Directions:
Would you please write out each entry that follows, exactly as written?

Data section:
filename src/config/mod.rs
pub mod settings;

pub use settings::Settings;
use std::cmp::Ordering;
use std::path::{Path, PathBuf};

use clap::Parser;
use rand::rngs::StdRng;
use rand::SeedableRng;
use rayon::prelude::*;
use subword_seg::{render, SegmentConfig, SegmentError, Segmenter, ThresholdMethod};
use tracing::{error, info, warn};

const IMAGE_EXTENSIONS: [&str; 6] = ["png", "jpg", "jpeg", "bmp", "tif", "tiff"];

#[derive(Parser)]
#[command(name = "subword-seg", about = "Split word images into ordered subwords")]
struct Cli {
    /// Input images or directories of images
    #[arg(short, long, required = true, num_args = 1..)]
    input: Vec<PathBuf>,

    /// Output directory
    #[arg(short, long, default_value = ".")]
    output: PathBuf,

    /// Drop diacritic marks instead of attaching them to their stroke
    #[arg(long)]
    delete_diacritics: bool,

    /// Fixed brightness threshold (0-255). Overrides Otsu auto-detection.
    #[arg(long)]
    threshold: Option<u8>,

    /// Input is light ink on a dark background
    #[arg(long)]
    invert: bool,

    /// Median filter radius before thresholding (0 = off)
    #[arg(long, default_value = "1")]
    denoise: u32,

    /// Area ratio below which a mark over a stroke is a diacritic
    #[arg(long, default_value = "0.2")]
    diacritic_threshold: f64,

    /// Also write one tightly cropped image per subword
    #[arg(long)]
    crops: bool,

    /// Seed for overlay colors (random if omitted)
    #[arg(long)]
    seed: Option<u64>,
}

fn main() -> Result<(), Box<dyn std::error::Error>> {
    init_tracing();
    let cli = Cli::parse();

    let config = SegmentConfig {
        threshold: match cli.threshold {
            Some(t) => ThresholdMethod::Fixed(t),
            None => ThresholdMethod::Otsu,
        },
        invert: cli.invert,
        denoise_radius: cli.denoise,
        diacritic_threshold: cli.diacritic_threshold,
        ..SegmentConfig::default()
    };
    let segmenter = Segmenter::new(config)?;

    let inputs = collect_inputs(&cli.input)?;
    if inputs.is_empty() {
        warn!("no input images found");
        return Ok(());
    }
    std::fs::create_dir_all(&cli.output)?;
    info!(images = inputs.len(), output = %cli.output.display(), "start");

    // Images share nothing, so they run in parallel.
    let failures = inputs
        .par_iter()
        .enumerate()
        .filter(|(index, path)| match process(&segmenter, path, *index, &cli) {
            Ok(n) => {
                info!(subwords = n, "{}", path.display());
                false
            }
            Err(e) => {
                error!("{}: {}", path.display(), e);
                true
            }
        })
        .count();

    if failures > 0 {
        return Err(format!("{} of {} images failed", failures, inputs.len()).into());
    }
    Ok(())
}

/// Segment one image and write its outputs. Returns the subword count.
fn process(segmenter: &Segmenter, path: &Path, index: usize, cli: &Cli) -> Result<usize, SegmentError> {
    let image = image::open(path).map_err(|e| SegmentError::ImageLoad(format!("{}: {}", path.display(), e)))?;
    let subwords = segmenter.segment(&image, cli.delete_diacritics)?;
    if subwords.is_empty() {
        warn!("{}: no subwords", path.display());
        return Ok(0);
    }

    let stem = path
        .file_stem()
        .map(|s| s.to_string_lossy().into_owned())
        .unwrap_or_else(|| format!("image{}", index));
    let out = |suffix: &str| cli.output.join(format!("{}_{}.png", stem, suffix));

    let mut rng = match cli.seed {
        Some(seed) => StdRng::seed_from_u64(seed.wrapping_add(index as u64)),
        None => StdRng::from_entropy(),
    };
    let overlay = segmenter.render_debug_overlay(&image, &subwords, &mut rng)?;
    save(&overlay, &out("overlay"))?;

    let stacked = render::render_vertical_composite(&subwords)?;
    save(&stacked, &out("vertical"))?;

    if cli.crops {
        for (n, crop) in render::render_tight_crops(&subwords)?.iter().enumerate() {
            save(crop, &out(&format!("subword_{:03}", n + 1)))?;
        }
    }
    Ok(subwords.len())
}

fn save<P, C>(img: &image::ImageBuffer<P, C>, path: &Path) -> Result<(), SegmentError>
where
    P: image::PixelWithColorType,
    [P::Subpixel]: image::EncodableLayout,
    C: std::ops::Deref<Target = [P::Subpixel]>,
{
    img.save(path)
        .map_err(|e| SegmentError::ImageWrite(format!("{}: {}", path.display(), e)))
}

/// Expand directories to their image files, in natural order.
fn collect_inputs(inputs: &[PathBuf]) -> Result<Vec<PathBuf>, SegmentError> {
    let mut files = Vec::new();
    for input in inputs {
        if input.is_dir() {
            let mut found: Vec<PathBuf> = std::fs::read_dir(input)?
                .filter_map(|entry| entry.ok().map(|e| e.path()))
                .filter(|p| p.is_file() && has_image_extension(p))
                .collect();
            found.sort_by(|a, b| natural_cmp(&a.to_string_lossy(), &b.to_string_lossy()));
            files.extend(found);
        } else {
            files.push(input.clone());
        }
    }
    Ok(files)
}

fn has_image_extension(path: &Path) -> bool {
    path.extension()
        .and_then(|e| e.to_str())
        .is_some_and(|e| IMAGE_EXTENSIONS.contains(&e.to_ascii_lowercase().as_str()))
}

#[derive(Debug, PartialEq, Eq, PartialOrd, Ord)]
enum Chunk {
    Number(u64),
    Text(String),
}

/// Alternating text and digit-run chunks, always starting and ending with
/// text. Digit runs compare by value, text case-insensitively.
fn natural_key(s: &str) -> Vec<Chunk> {
    let mut chunks = Vec::new();
    let mut text = String::new();
    let mut digits = String::new();
    for ch in s.chars() {
        if ch.is_ascii_digit() {
            if digits.is_empty() {
                chunks.push(Chunk::Text(std::mem::take(&mut text).to_lowercase()));
            }
            digits.push(ch);
        } else {
            if !digits.is_empty() {
                chunks.push(Chunk::Number(digits.parse().unwrap_or(u64::MAX)));
                digits.clear();
            }
            text.push(ch);
        }
    }
    if !digits.is_empty() {
        chunks.push(Chunk::Number(digits.parse().unwrap_or(u64::MAX)));
    }
    chunks.push(Chunk::Text(text.to_lowercase()));
    chunks
}

fn natural_cmp(a: &str, b: &str) -> Ordering {
    natural_key(a).cmp(&natural_key(b))
}

fn init_tracing() {
    use tracing_subscriber::{layer::SubscriberExt, util::SubscriberInitExt};

    tracing_subscriber::registry()
        .with(tracing_subscriber::EnvFilter::from_default_env())
        .with(tracing_subscriber::fmt::layer().with_writer(std::io::stderr))
        .init();
}

#[cfg(test)]
mod tests {
    use super::*;

    #[test]
    fn numbers_sort_by_value() {
        let mut names = vec!["word10.png", "word9.png", "Word1.png", "word100.png"];
        names.sort_by(|a, b| natural_cmp(a, b));
        assert_eq!(names, vec!["Word1.png", "word9.png", "word10.png", "word100.png"]);
    }

    #[test]
    fn key_alternates_text_and_numbers() {
        assert_eq!(
            natural_key("10a2"),
            vec![
                Chunk::Text(String::new()),
                Chunk::Number(10),
                Chunk::Text("a".into()),
                Chunk::Number(2),
                Chunk::Text(String::new()),
            ]
        );
    }

    #[test]
    fn image_extensions_are_case_insensitive() {
        assert!(has_image_extension(Path::new("a/b.PNG")));
        assert!(has_image_extension(Path::new("b.tif")));
        assert!(!has_image_extension(Path::new("notes.txt")));
        assert!(!has_image_extension(Path::new("README")));
    }
}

Exercise result:
filename src/config/mod.rs
pub mod settings;

pub use settings::Settings;
use std::cmp::Ordering;
use std::path::{Path, PathBuf};

use clap::Parser;
use rand::rngs::StdRng;
use rand::SeedableRng;
use rayon::prelude::*;
use subword_seg::{render, SegmentConfig, SegmentError, Segmenter, ThresholdMethod};
use tracing::{error, info, warn};

const IMAGE_EXTENSIONS: [&str; 6] = ["png", "jpg", "jpeg", "bmp", "tif", "tiff"];

#[derive(Parser)]
#[command(name = "subword-seg", about = "Split word images into ordered subwords")]
struct Cli {
    /// Input images or directories of images
    #[arg(short, long, required = true, num_args = 1..)]
    input: Vec<PathBuf>,

    /// Output directory
    #[arg(short, long, default_value = ".")]
    output: PathBuf,

    /// Drop diacritic marks instead of attaching them to their stroke
    #[arg(long)]
    delete_diacritics: bool,

    /// Fixed brightness threshold (0-255). Overrides Otsu auto-detection.
    #[arg(long)]
    threshold: Option<u8>,

    /// Input is light ink on a dark background
    #[arg(long)]
    invert: bool,

    /// Median filter radius before thresholding (0 = off)
    #[arg(long, default_value = "1")]
    denoise: u32,

    /// Area ratio below which a mark over a stroke is a diacritic
    #[arg(long, default_value = "0.2")]
    diacritic_threshold: f64,

    /// Also write one tightly cropped image per subword
    #[arg(long)]
    crops: bool,

    /// Seed for overlay colors (random if omitted)
    #[arg(long)]
    seed: Option<u64>,
}

fn main() -> Result<(), Box<dyn std::error::Error>> {
    init_tracing();
    let cli = Cli::parse();

    let config = SegmentConfig {
        threshold: match cli.threshold {
            Some(t) => ThresholdMethod::Fixed(t),
            None => ThresholdMethod::Otsu,
        },
        invert: cli.invert,
        denoise_radius: cli.denoise,
        diacritic_threshold: cli.diacritic_threshold,
        ..SegmentConfig::default()
    };
    let segmenter = Segmenter::new(config)?;

    let inputs = collect_inputs(&cli.input)?;
    if inputs.is_empty() {
        warn!("no input images found");
        return Ok(());
    }
    std::fs::create_dir_all(&cli.output)?;
    info!(images = inputs.len(), output = %cli.output.display(), "start");

    // Images share nothing, so they run in parallel.
    let failures = inputs
        .par_iter()
        .enumerate()
        .filter(|(index, path)| match process(&segmenter, path, *index, &cli) {
            Ok(n) => {
                info!(subwords = n, "{}", path.display());
                false
            }
            Err(e) => {
                error!("{}: {}", path.display(), e);
                true
            }
        })
        .count();

    if failures > 0 {
        return Err(format!("{} of {} images failed", failures, inputs.len()).into());
    }
    Ok(())
}

/// Segment one image and write its outputs. Returns the subword count.
fn process(segmenter: &Segmenter, path: &Path, index: usize, cli: &Cli) -> Result<usize, SegmentError> {
    let image = image::open(path).map_err(|e| SegmentError::ImageLoad(format!("{}: {}", path.display(), e)))?;
    let subwords = segmenter.segment(&image, cli.delete_diacritics)?;
    if subwords.is_empty() {
        warn!("{}: no subwords", path.display());
        return Ok(0);
    }

    let stem = path
        .file_stem()
        .map(|s| s.to_string_lossy().into_owned())
        .unwrap_or_else(|| format!("image{}", index));
    let out = |suffix: &str| cli.output.join(format!("{}_{}.png", stem, suffix));

    let mut rng = match cli.seed {
        Some(seed) => StdRng::seed_from_u64(seed.wrapping_add(index as u64)),
        None => StdRng::from_entropy(),
    };
    let overlay = segmenter.render_debug_overlay(&image, &subwords, &mut rng)?;
    save(&overlay, &out("overlay"))?;

    let stacked = render::render_vertical_composite(&subwords)?;
    save(&stacked, &out("vertical"))?;

    if cli.crops {
        for (n, crop) in render::render_tight_crops(&subwords)?.iter().enumerate() {
            save(crop, &out(&format!("subword_{:03}", n + 1)))?;
        }
    }
    Ok(subwords.len())
}

fn save<P, C>(img: &image::ImageBuffer<P, C>, path: &Path) -> Result<(), SegmentError>
where
    P: image::PixelWithColorType,
    [P::Subpixel]: image::EncodableLayout,
    C: std::ops::Deref<Target = [P::Subpixel]>,
{
    img.save(path)
        .map_err(|e| SegmentError::ImageWrite(format!("{}: {}", path.display(), e)))
}

/// Expand directories to their image files, in natural order.
fn collect_inputs(inputs: &[PathBuf]) -> Result<Vec<PathBuf>, SegmentError> {
    let mut files = Vec::new();
    for input in inputs {
        if input.is_dir() {
            let mut found: Vec<PathBuf> = std::fs::read_dir(input)?
                .filter_map(|entry| entry.ok().map(|e| e.path()))
                .filter(|p| p.is_file() && has_image_extension(p))
                .collect();
            found.sort_by(|a, b| natural_cmp(&a.to_string_lossy(), &b.to_string_lossy()));
            files.extend(found);
        } else {
            files.push(input.clone());
        }
    }
    Ok(files)
}

fn has_image_extension(path: &Path) -> bool {
    path.extension()
        .and_then(|e| e.to_str())
        .is_some_and(|e| IMAGE_EXTENSIONS.contains(&e.to_ascii_lowercase().as_str()))
}

#[derive(Debug, PartialEq, Eq, PartialOrd, Ord)]
enum Chunk {
    Number(u64),
    Text(String),
}

/// Alternating text and digit-run chunks, always starting and ending with
/// text. Digit runs compare by value, text case-insensitively.
fn natural_key(s: &str) -> Vec<Chunk> {
    let mut chunks = Vec::new();
    let mut text = String::new();
    let mut digits = String::new();
    for ch in s.chars() {
        if ch.is_ascii_digit() {
            if digits.is_empty() {
                chunks.push(Chunk::Text(std::mem::take(&mut text).to_lowercase()));
            }
            digits.push(ch);
        } else {
            if !digits.is_empty() {
                chunks.push(Chunk::Number(digits.parse().unwrap_or(u64::MAX)));
                digits.clear();
            }
            text.push(ch);
        }
    }
    if !digits.is_empty() {
        chunks.push(Chunk::Number(digits.parse().unwrap_or(u64::MAX)));
    }
    chunks.push(Chunk::Text(text.to_lowercase()));
    chunks
}

fn natural_cmp(a: &str, b: &str) -> Ordering {
    natural_key(a).cmp(&natural_key(b))
}

fn init_tracing() {
    use tracing_subscriber::{layer::SubscriberExt, util::SubscriberInitExt};

    tracing_subscriber::registry()
        .with(tracing_subscriber::EnvFilter::from_default_env())
        .with(tracing_subscriber::fmt::layer().with_writer(std::io::stderr))
        .init();
}

#[cfg(test)]
mod tests {
    use super::*;

    #[test]
    fn numbers_sort_by_value() {
        let mut names = vec!["word10.png", "word9.png", "Word1.png", "word100.png"];
        names.sort_by(|a, b| natural_cmp(a, b));
        assert_eq!(names, vec!["Word1.png", "word9.png", "word10.png", "word100.png"]);
    }

    #[test]
    fn key_alternates_text_and_numbers() {
        assert_eq!(
            natural_key("10a2"),
            vec![
                Chunk::Text(String::new()),
                Chunk::Number(10),
                Chunk::Text("a".into()),
                Chunk::Number(2),
                Chunk::Text(String::new()),
            ]
        );
    }

    #[test]
    fn image_extensions_are_case_insensitive() {
        assert!(has_image_extension(Path::new("a/b.PNG")));
        assert!(has_image_extension(Path::new("b.tif")));
        assert!(!has_image_extension(Path::new("notes.txt")));
        assert!(!has_image_extension(Path::new("README")));
    }
}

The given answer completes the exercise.